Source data
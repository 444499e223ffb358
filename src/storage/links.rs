//! Reconciliation link repository for JSON storage
//!
//! Manages links in links.json with a two-sided index: by external key and
//! by ledger transaction id. Both indexes are unique, which is what gives
//! the 1:1 reconciliation property its teeth at the storage layer.

use std::collections::HashMap;
use std::path::PathBuf;
use std::sync::RwLock;

use crate::error::PaycycleError;
use crate::models::{ExternalKey, ReconciliationLink, TransactionId};

use super::file_io::{read_json, write_json_atomic};

/// Serializable link data structure
#[derive(Debug, Clone, Default, serde::Serialize, serde::Deserialize)]
struct LinkData {
    links: Vec<ReconciliationLink>,
}

/// Repository for reconciliation link persistence
pub struct LinkRepository {
    path: PathBuf,
    by_external: RwLock<HashMap<ExternalKey, ReconciliationLink>>,
    by_transaction: RwLock<HashMap<TransactionId, ExternalKey>>,
}

impl LinkRepository {
    /// Create a new link repository
    pub fn new(path: PathBuf) -> Self {
        Self {
            path,
            by_external: RwLock::new(HashMap::new()),
            by_transaction: RwLock::new(HashMap::new()),
        }
    }

    /// Load links from disk and build both indexes
    pub fn load(&self) -> Result<(), PaycycleError> {
        let file_data: LinkData = read_json(&self.path)?;

        let mut by_external = self
            .by_external
            .write()
            .map_err(|e| PaycycleError::Storage(format!("Failed to acquire write lock: {}", e)))?;
        let mut by_transaction = self
            .by_transaction
            .write()
            .map_err(|e| PaycycleError::Storage(format!("Failed to acquire write lock: {}", e)))?;

        by_external.clear();
        by_transaction.clear();

        for link in file_data.links {
            by_transaction.insert(link.transaction_id, link.external.clone());
            by_external.insert(link.external.clone(), link);
        }

        Ok(())
    }

    /// Save links to disk
    pub fn save(&self) -> Result<(), PaycycleError> {
        let by_external = self
            .by_external
            .read()
            .map_err(|e| PaycycleError::Storage(format!("Failed to acquire read lock: {}", e)))?;

        let mut links: Vec<_> = by_external.values().cloned().collect();
        links.sort_by(|a, b| a.external.cmp(&b.external));

        let file_data = LinkData { links };
        write_json_atomic(&self.path, &file_data)
    }

    /// Get the link for an external transaction
    pub fn get_by_external(
        &self,
        key: &ExternalKey,
    ) -> Result<Option<ReconciliationLink>, PaycycleError> {
        let by_external = self
            .by_external
            .read()
            .map_err(|e| PaycycleError::Storage(format!("Failed to acquire read lock: {}", e)))?;

        Ok(by_external.get(key).cloned())
    }

    /// Get the link for a ledger transaction
    pub fn get_by_transaction(
        &self,
        transaction_id: TransactionId,
    ) -> Result<Option<ReconciliationLink>, PaycycleError> {
        let by_external = self
            .by_external
            .read()
            .map_err(|e| PaycycleError::Storage(format!("Failed to acquire read lock: {}", e)))?;
        let by_transaction = self
            .by_transaction
            .read()
            .map_err(|e| PaycycleError::Storage(format!("Failed to acquire read lock: {}", e)))?;

        Ok(by_transaction
            .get(&transaction_id)
            .and_then(|key| by_external.get(key))
            .cloned())
    }

    /// Get all links, sorted by external key
    pub fn get_all(&self) -> Result<Vec<ReconciliationLink>, PaycycleError> {
        let by_external = self
            .by_external
            .read()
            .map_err(|e| PaycycleError::Storage(format!("Failed to acquire read lock: {}", e)))?;

        let mut links: Vec<_> = by_external.values().cloned().collect();
        links.sort_by(|a, b| a.external.cmp(&b.external));
        Ok(links)
    }

    /// Insert a link, replacing any prior link for the same external key
    ///
    /// Conflict policy (who may replace whom) is the matcher service's job;
    /// the repository keeps both indexes consistent.
    pub fn insert(&self, link: ReconciliationLink) -> Result<(), PaycycleError> {
        let mut by_external = self
            .by_external
            .write()
            .map_err(|e| PaycycleError::Storage(format!("Failed to acquire write lock: {}", e)))?;
        let mut by_transaction = self
            .by_transaction
            .write()
            .map_err(|e| PaycycleError::Storage(format!("Failed to acquire write lock: {}", e)))?;

        if let Some(old) = by_external.get(&link.external) {
            by_transaction.remove(&old.transaction_id);
        }
        by_transaction.insert(link.transaction_id, link.external.clone());
        by_external.insert(link.external.clone(), link);
        Ok(())
    }

    /// Remove the link for an external transaction
    pub fn remove_by_external(&self, key: &ExternalKey) -> Result<bool, PaycycleError> {
        let mut by_external = self
            .by_external
            .write()
            .map_err(|e| PaycycleError::Storage(format!("Failed to acquire write lock: {}", e)))?;
        let mut by_transaction = self
            .by_transaction
            .write()
            .map_err(|e| PaycycleError::Storage(format!("Failed to acquire write lock: {}", e)))?;

        if let Some(link) = by_external.remove(key) {
            by_transaction.remove(&link.transaction_id);
            Ok(true)
        } else {
            Ok(false)
        }
    }

    /// Remove the link for a ledger transaction (cascade from ledger delete)
    pub fn remove_by_transaction(
        &self,
        transaction_id: TransactionId,
    ) -> Result<bool, PaycycleError> {
        let mut by_external = self
            .by_external
            .write()
            .map_err(|e| PaycycleError::Storage(format!("Failed to acquire write lock: {}", e)))?;
        let mut by_transaction = self
            .by_transaction
            .write()
            .map_err(|e| PaycycleError::Storage(format!("Failed to acquire write lock: {}", e)))?;

        if let Some(key) = by_transaction.remove(&transaction_id) {
            by_external.remove(&key);
            Ok(true)
        } else {
            Ok(false)
        }
    }

    /// Count links
    pub fn count(&self) -> Result<usize, PaycycleError> {
        let by_external = self
            .by_external
            .read()
            .map_err(|e| PaycycleError::Storage(format!("Failed to acquire read lock: {}", e)))?;

        Ok(by_external.len())
    }
}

* [The task] Make a verbatim copy of each record.

* [Written solution]
repository 444499e223ffb358
filename src/storage/links.rs
//! Reconciliation link repository for JSON storage
//!
//! Manages links in links.json with a two-sided index: by external key and
//! by ledger transaction id. Both indexes are unique, which is what gives
//! the 1:1 reconciliation property its teeth at the storage layer.

use std::collections::HashMap;
use std::path::PathBuf;
use std::sync::RwLock;

use crate::error::PaycycleError;
use crate::models::{ExternalKey, ReconciliationLink, TransactionId};

use super::file_io::{read_json, write_json_atomic};

/// Serializable link data structure
#[derive(Debug, Clone, Default, serde::Serialize, serde::Deserialize)]
struct LinkData {
    links: Vec<ReconciliationLink>,
}

/// Repository for reconciliation link persistence
pub struct LinkRepository {
    path: PathBuf,
    by_external: RwLock<HashMap<ExternalKey, ReconciliationLink>>,
    by_transaction: RwLock<HashMap<TransactionId, ExternalKey>>,
}

impl LinkRepository {
    /// Create a new link repository
    pub fn new(path: PathBuf) -> Self {
        Self {
            path,
            by_external: RwLock::new(HashMap::new()),
            by_transaction: RwLock::new(HashMap::new()),
        }
    }

    /// Load links from disk and build both indexes
    pub fn load(&self) -> Result<(), PaycycleError> {
        let file_data: LinkData = read_json(&self.path)?;

        let mut by_external = self
            .by_external
            .write()
            .map_err(|e| PaycycleError::Storage(format!("Failed to acquire write lock: {}", e)))?;
        let mut by_transaction = self
            .by_transaction
            .write()
            .map_err(|e| PaycycleError::Storage(format!("Failed to acquire write lock: {}", e)))?;

        by_external.clear();
        by_transaction.clear();

        for link in file_data.links {
            by_transaction.insert(link.transaction_id, link.external.clone());
            by_external.insert(link.external.clone(), link);
        }

        Ok(())
    }

    /// Save links to disk
    pub fn save(&self) -> Result<(), PaycycleError> {
        let by_external = self
            .by_external
            .read()
            .map_err(|e| PaycycleError::Storage(format!("Failed to acquire read lock: {}", e)))?;

        let mut links: Vec<_> = by_external.values().cloned().collect();
        links.sort_by(|a, b| a.external.cmp(&b.external));

        let file_data = LinkData { links };
        write_json_atomic(&self.path, &file_data)
    }

    /// Get the link for an external transaction
    pub fn get_by_external(
        &self,
        key: &ExternalKey,
    ) -> Result<Option<ReconciliationLink>, PaycycleError> {
        let by_external = self
            .by_external
            .read()
            .map_err(|e| PaycycleError::Storage(format!("Failed to acquire read lock: {}", e)))?;

        Ok(by_external.get(key).cloned())
    }

    /// Get the link for a ledger transaction
    pub fn get_by_transaction(
        &self,
        transaction_id: TransactionId,
    ) -> Result<Option<ReconciliationLink>, PaycycleError> {
        let by_external = self
            .by_external
            .read()
            .map_err(|e| PaycycleError::Storage(format!("Failed to acquire read lock: {}", e)))?;
        let by_transaction = self
            .by_transaction
            .read()
            .map_err(|e| PaycycleError::Storage(format!("Failed to acquire read lock: {}", e)))?;

        Ok(by_transaction
            .get(&transaction_id)
            .and_then(|key| by_external.get(key))
            .cloned())
    }

    /// Get all links, sorted by external key
    pub fn get_all(&self) -> Result<Vec<ReconciliationLink>, PaycycleError> {
        let by_external = self
            .by_external
            .read()
            .map_err(|e| PaycycleError::Storage(format!("Failed to acquire read lock: {}", e)))?;

        let mut links: Vec<_> = by_external.values().cloned().collect();
        links.sort_by(|a, b| a.external.cmp(&b.external));
        Ok(links)
    }

    /// Insert a link, replacing any prior link for the same external key
    ///
    /// Conflict policy (who may replace whom) is the matcher service's job;
    /// the repository keeps both indexes consistent.
    pub fn insert(&self, link: ReconciliationLink) -> Result<(), PaycycleError> {
        let mut by_external = self
            .by_external
            .write()
            .map_err(|e| PaycycleError::Storage(format!("Failed to acquire write lock: {}", e)))?;
        let mut by_transaction = self
            .by_transaction
            .write()
            .map_err(|e| PaycycleError::Storage(format!("Failed to acquire write lock: {}", e)))?;

        if let Some(old) = by_external.get(&link.external) {
            by_transaction.remove(&old.transaction_id);
        }
        by_transaction.insert(link.transaction_id, link.external.clone());
        by_external.insert(link.external.clone(), link);
        Ok(())
    }

    /// Remove the link for an external transaction
    pub fn remove_by_external(&self, key: &ExternalKey) -> Result<bool, PaycycleError> {
        let mut by_external = self
            .by_external
            .write()
            .map_err(|e| PaycycleError::Storage(format!("Failed to acquire write lock: {}", e)))?;
        let mut by_transaction = self
            .by_transaction
            .write()
            .map_err(|e| PaycycleError::Storage(format!("Failed to acquire write lock: {}", e)))?;

        if let Some(link) = by_external.remove(key) {
            by_transaction.remove(&link.transaction_id);
            Ok(true)
        } else {
            Ok(false)
        }
    }

    /// Remove the link for a ledger transaction (cascade from ledger delete)
    pub fn remove_by_transaction(
        &self,
        transaction_id: TransactionId,
    ) -> Result<bool, PaycycleError> {
        let mut by_external = self
            .by_external
            .write()
            .map_err(|e| PaycycleError::Storage(format!("Failed to acquire write lock: {}", e)))?;
        let mut by_transaction = self
            .by_transaction
            .write()
            .map_err(|e| PaycycleError::Storage(format!("Failed to acquire write lock: {}", e)))?;

        if let Some(key) = by_transaction.remove(&transaction_id) {
            by_external.remove(&key);
            Ok(true)
        } else {
            Ok(false)
        }
    }

    /// Count links
    pub fn count(&self) -> Result<usize, PaycycleError> {
        let by_external = self
            .by_external
            .read()
            .map_err(|e| PaycycleError::Storage(format!("Failed to acquire read lock: {}", e)))?;

        Ok(by_external.len())
    }
}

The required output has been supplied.